Yongchao Su is a Principal Scientist in Analytical Research and Development at Merck & Co, Inc., project lead on biological drug products, and scientific supervisor of Materials and Biophysical Characterization NMR for the global R&D. He teaches as an Adjunct Associate Professor in the College of Pharmacy at the University of Texas at Austin and Purdue University, and Professor of Practice in School of Pharmacy at the University of Connecticut. Yongchao received his Ph.D. in Chemistry in Mei Hong Group at Iowa State University in 2011 and then a postdoctoral training in Robert G. Griffin Group at MIT until 2014. His current research aims to understand molecular mechanisms of drug discovery, delivery, and stability. He has published over 120 peer-reviewed articles and many patents on chemical and biological therapeutics. He was elected a Fellow of the Royal Society of Chemistry (FRSC) in 2022.

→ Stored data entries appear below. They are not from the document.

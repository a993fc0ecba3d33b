use crate::{
    actor::{Plan, Skin},
    prop::{Prop, Targets, target},
};

/// Nominal length of one scheduler tick, in the same time units as animation
/// durations and delays. Durations are converted to whole tick counts with
/// this constant, so real host timing jitter never accumulates drift.
pub const TICK_UNITS: u64 = 16;

/// Outcome of advancing a [`Tween`] by one tick.
#[derive(Debug)]
pub enum Step {
    /// The transition reached every target.
    Done,
    /// More ticks are needed; resume from the contained state.
    Pending(Tween),
}

/// One in-flight property transition: the still-pending target set plus the
/// tick bookkeeping needed to interpolate toward it.
#[derive(Clone, Debug, serde::Serialize, serde::Deserialize)]
pub struct Tween {
    targets: Targets,
    duration: u64,
    delay: u64,
    elapsed: u64,
}

impl From<Plan> for Tween {
    fn from(plan: Plan) -> Self {
        Self::new(plan.targets, plan.duration, plan.delay)
    }
}

impl Tween {
    pub fn new(targets: Targets, duration: u64, delay: u64) -> Self {
        Self {
            targets,
            duration,
            delay,
            elapsed: 0,
        }
    }

    /// Apply one tick's worth of this transition to `skin`.
    ///
    /// While a delay is pending, one tick unit is consumed and the skin is not
    /// touched. Otherwise each numeric target moves linearly toward its goal
    /// over `max(1, floor(duration / TICK_UNITS / speed))` ticks, snapping to
    /// the exact goal on overshoot or equality; non-numeric targets (and
    /// targets whose current value is non-numeric) are applied atomically.
    pub fn advance(mut self, skin: &mut dyn Skin, speed: f64) -> Step {
        if self.delay > 0 {
            self.delay = self.delay.saturating_sub(TICK_UNITS);
            return Step::Pending(self);
        }

        let mut pending = Targets::new();
        for (key, goal) in std::mem::take(&mut self.targets) {
            let current = skin.get(&key).and_then(|p| p.as_number());
            let goal_number = goal.as_number();

            let (Some(current), Some(goal_number)) = (current, goal_number) else {
                skin.set(&target(key, goal));
                continue;
            };

            let total = ((self.duration as f64) / (TICK_UNITS as f64) / speed).floor() as i64;
            let remaining = (total - self.elapsed as i64).max(1);
            let delta = (goal_number - current) / remaining as f64;
            let next = current + delta;

            let arrived = (delta > 0.0 && next > goal_number)
                || (delta < 0.0 && next < goal_number)
                || next == goal_number;
            if arrived {
                skin.set(&target(key, goal_number));
            } else {
                skin.set(&target(key.clone(), next));
                pending.insert(key, Prop::Number(goal_number));
            }
        }

        self.elapsed += 1;
        if pending.is_empty() {
            Step::Done
        } else {
            self.targets = pending;
            Step::Pending(self)
        }
    }
}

Ayyalusamy Ramamoorthy is the Robert W. Parry Collegiate professor of Chemistry and Biophysics, and Faculty of Macro-molecular Science and Engineering, Biomedical Engineering, and Michigan Neuroscience Institute at the University of Michigan, Ann Arbor. He joined the University of Michigan after getting his Ph.D. in Chemistry from the Indian Institute of Technology (Kanpur, India), working in the Central Leather Research Institute (Chennai, India) and JEOL Ltd (Tokyo, Japan), and completing postdoctoral training at the University of Pennsylvania, Philadelphia. His current research focuses on the structural biophysics of amyloid proteins and membrane proteins and on the development and applications of solid-state NMR spectroscopy.